# SUPPLIED RECORDS
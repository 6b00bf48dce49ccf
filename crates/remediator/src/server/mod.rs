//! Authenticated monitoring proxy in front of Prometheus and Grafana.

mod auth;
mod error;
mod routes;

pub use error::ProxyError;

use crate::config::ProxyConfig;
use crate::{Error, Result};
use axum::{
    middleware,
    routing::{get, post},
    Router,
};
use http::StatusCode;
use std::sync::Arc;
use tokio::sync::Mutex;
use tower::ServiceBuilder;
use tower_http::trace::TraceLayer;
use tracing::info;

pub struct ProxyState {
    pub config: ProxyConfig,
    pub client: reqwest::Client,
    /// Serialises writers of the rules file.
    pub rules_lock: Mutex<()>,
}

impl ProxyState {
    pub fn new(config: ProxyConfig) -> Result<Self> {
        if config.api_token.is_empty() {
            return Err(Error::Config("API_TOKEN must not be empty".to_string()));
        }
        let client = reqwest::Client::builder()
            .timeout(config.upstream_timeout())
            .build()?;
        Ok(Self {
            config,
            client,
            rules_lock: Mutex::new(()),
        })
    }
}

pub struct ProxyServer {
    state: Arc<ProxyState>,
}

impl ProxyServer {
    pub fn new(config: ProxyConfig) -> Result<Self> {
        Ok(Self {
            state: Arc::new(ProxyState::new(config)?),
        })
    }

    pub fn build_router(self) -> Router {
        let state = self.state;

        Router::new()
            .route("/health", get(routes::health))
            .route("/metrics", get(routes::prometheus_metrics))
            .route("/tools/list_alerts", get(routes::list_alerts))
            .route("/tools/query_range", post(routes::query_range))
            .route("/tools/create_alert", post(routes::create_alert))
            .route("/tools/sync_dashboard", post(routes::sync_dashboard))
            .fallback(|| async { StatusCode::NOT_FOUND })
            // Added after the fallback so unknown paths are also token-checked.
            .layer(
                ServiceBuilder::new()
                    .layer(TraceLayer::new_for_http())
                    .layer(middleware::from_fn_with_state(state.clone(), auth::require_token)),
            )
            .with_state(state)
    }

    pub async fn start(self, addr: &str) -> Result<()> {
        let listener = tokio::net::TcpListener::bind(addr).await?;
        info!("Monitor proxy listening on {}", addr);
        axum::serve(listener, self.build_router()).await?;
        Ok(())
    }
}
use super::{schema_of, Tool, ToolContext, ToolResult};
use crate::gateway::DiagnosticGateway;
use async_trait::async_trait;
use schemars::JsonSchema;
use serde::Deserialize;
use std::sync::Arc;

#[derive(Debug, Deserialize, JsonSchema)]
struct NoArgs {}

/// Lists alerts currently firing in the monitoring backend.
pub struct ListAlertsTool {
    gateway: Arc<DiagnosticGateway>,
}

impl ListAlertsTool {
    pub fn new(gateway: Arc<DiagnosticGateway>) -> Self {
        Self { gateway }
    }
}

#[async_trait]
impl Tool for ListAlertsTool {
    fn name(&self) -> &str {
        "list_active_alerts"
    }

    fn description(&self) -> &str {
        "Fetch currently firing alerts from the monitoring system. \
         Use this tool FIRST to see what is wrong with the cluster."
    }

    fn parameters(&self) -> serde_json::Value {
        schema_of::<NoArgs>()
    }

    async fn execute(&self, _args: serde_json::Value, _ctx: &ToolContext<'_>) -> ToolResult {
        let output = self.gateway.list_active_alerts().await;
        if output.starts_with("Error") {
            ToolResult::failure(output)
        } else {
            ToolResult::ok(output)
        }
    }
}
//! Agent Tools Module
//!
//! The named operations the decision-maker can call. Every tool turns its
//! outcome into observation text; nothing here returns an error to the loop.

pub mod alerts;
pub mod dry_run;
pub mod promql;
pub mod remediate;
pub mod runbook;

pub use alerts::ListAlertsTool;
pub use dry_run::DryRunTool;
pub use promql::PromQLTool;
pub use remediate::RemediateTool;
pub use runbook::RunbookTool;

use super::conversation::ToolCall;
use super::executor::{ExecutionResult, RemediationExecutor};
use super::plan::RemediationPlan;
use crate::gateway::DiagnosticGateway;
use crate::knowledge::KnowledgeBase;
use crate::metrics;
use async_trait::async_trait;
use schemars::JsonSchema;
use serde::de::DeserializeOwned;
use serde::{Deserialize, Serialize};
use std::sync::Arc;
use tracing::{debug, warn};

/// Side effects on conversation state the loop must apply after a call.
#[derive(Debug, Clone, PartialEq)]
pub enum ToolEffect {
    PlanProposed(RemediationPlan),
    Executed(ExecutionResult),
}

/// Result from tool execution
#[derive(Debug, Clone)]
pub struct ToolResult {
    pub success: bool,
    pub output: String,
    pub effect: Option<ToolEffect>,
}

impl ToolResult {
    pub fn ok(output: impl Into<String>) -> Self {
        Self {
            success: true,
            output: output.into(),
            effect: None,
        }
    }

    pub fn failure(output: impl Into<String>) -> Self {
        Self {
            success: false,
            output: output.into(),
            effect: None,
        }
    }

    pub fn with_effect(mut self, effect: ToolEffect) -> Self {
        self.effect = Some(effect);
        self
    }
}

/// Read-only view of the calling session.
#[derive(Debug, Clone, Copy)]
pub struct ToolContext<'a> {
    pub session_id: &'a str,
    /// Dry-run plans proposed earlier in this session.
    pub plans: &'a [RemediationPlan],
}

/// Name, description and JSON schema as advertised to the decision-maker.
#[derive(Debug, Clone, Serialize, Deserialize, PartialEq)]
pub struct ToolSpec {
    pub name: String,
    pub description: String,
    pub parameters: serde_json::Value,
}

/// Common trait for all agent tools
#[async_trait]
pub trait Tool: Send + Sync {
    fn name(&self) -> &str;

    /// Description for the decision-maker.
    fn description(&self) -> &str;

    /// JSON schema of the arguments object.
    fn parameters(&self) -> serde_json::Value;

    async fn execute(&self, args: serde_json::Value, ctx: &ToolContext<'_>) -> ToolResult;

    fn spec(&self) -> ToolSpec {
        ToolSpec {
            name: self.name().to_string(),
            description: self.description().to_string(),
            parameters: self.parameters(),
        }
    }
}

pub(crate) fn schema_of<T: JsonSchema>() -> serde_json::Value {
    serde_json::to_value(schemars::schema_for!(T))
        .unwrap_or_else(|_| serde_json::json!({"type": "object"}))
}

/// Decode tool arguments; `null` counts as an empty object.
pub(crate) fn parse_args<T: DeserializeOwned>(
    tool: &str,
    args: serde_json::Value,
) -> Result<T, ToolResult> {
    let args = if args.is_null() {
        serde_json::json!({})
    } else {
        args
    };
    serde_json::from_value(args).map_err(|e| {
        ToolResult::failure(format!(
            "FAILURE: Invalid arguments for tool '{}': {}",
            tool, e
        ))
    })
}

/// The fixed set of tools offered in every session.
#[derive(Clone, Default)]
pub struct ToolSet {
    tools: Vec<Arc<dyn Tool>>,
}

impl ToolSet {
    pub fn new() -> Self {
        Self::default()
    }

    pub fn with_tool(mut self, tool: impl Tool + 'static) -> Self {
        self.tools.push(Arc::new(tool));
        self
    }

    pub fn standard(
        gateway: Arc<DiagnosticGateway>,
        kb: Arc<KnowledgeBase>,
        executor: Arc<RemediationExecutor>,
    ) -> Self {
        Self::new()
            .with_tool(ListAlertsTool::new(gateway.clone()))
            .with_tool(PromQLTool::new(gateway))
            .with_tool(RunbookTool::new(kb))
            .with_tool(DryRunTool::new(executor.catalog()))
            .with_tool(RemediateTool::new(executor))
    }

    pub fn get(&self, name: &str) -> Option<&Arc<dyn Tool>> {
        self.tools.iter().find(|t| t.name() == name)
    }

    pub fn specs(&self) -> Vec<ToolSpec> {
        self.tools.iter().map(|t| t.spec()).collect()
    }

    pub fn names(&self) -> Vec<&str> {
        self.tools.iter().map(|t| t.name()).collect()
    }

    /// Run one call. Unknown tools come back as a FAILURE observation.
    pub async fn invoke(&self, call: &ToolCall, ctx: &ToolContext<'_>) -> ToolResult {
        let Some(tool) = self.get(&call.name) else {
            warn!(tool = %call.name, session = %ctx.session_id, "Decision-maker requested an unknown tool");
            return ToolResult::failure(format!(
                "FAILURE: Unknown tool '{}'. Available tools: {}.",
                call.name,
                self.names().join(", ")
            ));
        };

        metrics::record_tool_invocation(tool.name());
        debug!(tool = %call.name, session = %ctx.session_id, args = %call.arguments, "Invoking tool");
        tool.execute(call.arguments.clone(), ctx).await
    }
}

---

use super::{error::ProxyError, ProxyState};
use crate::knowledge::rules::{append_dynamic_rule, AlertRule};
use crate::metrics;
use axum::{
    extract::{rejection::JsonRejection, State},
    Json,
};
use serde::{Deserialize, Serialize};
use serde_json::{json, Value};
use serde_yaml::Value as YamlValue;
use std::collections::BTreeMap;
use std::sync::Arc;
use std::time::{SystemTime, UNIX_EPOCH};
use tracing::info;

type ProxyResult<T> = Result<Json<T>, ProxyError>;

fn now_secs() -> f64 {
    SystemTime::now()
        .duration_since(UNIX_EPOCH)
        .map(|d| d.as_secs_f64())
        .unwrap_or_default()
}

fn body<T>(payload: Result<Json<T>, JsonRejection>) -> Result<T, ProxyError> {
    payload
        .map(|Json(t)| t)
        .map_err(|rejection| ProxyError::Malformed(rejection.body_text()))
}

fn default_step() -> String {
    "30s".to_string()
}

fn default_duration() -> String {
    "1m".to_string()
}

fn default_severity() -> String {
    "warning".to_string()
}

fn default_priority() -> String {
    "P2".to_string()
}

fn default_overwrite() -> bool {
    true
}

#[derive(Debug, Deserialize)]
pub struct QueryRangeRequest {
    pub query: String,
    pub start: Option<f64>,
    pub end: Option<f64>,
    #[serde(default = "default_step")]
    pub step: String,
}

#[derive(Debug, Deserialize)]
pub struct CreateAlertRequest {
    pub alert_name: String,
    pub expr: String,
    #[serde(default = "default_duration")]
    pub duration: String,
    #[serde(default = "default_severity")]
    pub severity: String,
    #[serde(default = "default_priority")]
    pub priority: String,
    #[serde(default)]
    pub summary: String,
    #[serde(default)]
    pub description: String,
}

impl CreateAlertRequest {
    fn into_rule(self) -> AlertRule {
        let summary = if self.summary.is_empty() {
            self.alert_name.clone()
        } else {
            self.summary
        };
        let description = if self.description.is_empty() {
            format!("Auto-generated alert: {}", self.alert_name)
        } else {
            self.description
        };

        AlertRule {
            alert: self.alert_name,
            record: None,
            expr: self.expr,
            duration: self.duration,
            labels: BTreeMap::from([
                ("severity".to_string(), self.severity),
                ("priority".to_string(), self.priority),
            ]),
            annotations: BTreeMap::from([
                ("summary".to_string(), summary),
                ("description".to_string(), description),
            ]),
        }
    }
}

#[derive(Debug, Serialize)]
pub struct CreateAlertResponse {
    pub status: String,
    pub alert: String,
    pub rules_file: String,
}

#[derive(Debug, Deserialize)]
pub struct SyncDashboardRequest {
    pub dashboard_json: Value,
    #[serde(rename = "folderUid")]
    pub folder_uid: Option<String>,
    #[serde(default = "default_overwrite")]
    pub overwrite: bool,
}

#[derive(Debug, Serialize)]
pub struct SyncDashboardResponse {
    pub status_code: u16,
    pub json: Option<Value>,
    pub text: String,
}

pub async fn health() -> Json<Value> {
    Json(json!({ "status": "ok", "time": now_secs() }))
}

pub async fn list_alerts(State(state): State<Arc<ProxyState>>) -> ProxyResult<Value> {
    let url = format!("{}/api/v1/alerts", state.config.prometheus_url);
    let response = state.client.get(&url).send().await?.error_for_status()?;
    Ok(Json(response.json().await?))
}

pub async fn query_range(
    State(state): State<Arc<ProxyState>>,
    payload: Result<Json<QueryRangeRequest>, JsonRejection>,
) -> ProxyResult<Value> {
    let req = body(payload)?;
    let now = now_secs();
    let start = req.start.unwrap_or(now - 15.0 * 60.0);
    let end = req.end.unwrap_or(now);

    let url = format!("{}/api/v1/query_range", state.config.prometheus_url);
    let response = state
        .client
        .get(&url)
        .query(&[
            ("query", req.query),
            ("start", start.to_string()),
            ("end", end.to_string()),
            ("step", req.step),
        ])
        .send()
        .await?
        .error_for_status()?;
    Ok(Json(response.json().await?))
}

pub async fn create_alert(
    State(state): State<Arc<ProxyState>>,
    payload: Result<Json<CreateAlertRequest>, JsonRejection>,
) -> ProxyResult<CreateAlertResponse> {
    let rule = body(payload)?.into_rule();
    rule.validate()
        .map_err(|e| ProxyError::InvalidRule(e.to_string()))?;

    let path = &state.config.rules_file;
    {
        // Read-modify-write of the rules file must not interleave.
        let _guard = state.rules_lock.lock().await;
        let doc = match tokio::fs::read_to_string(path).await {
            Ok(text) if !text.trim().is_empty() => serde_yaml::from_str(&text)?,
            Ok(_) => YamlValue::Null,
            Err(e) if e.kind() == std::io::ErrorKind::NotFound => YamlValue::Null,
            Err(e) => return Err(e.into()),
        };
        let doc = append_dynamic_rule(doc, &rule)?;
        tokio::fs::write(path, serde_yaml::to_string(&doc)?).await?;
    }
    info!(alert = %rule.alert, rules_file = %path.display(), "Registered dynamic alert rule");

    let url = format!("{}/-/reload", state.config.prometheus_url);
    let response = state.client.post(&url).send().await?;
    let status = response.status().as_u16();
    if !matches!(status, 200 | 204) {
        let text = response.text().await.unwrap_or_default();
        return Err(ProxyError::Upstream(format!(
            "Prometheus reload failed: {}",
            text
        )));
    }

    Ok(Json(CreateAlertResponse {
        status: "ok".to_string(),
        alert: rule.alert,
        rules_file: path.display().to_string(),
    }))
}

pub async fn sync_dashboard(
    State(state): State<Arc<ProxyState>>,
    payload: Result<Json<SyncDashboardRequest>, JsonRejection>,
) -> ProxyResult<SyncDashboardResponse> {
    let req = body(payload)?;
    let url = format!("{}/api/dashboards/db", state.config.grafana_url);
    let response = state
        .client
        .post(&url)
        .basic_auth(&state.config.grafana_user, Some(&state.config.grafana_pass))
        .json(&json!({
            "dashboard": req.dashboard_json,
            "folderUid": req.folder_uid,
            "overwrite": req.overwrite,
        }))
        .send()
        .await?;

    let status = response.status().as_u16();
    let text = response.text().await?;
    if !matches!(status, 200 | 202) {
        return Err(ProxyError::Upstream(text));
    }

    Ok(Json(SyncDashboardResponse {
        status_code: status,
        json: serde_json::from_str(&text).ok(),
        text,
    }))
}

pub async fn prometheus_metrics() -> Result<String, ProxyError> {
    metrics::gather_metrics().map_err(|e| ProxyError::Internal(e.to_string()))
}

# WHAT IS REQUIRED
For the records above, state how many lines contain the word "ToolSpec". Give only the number.

# TASK RESPONSE
4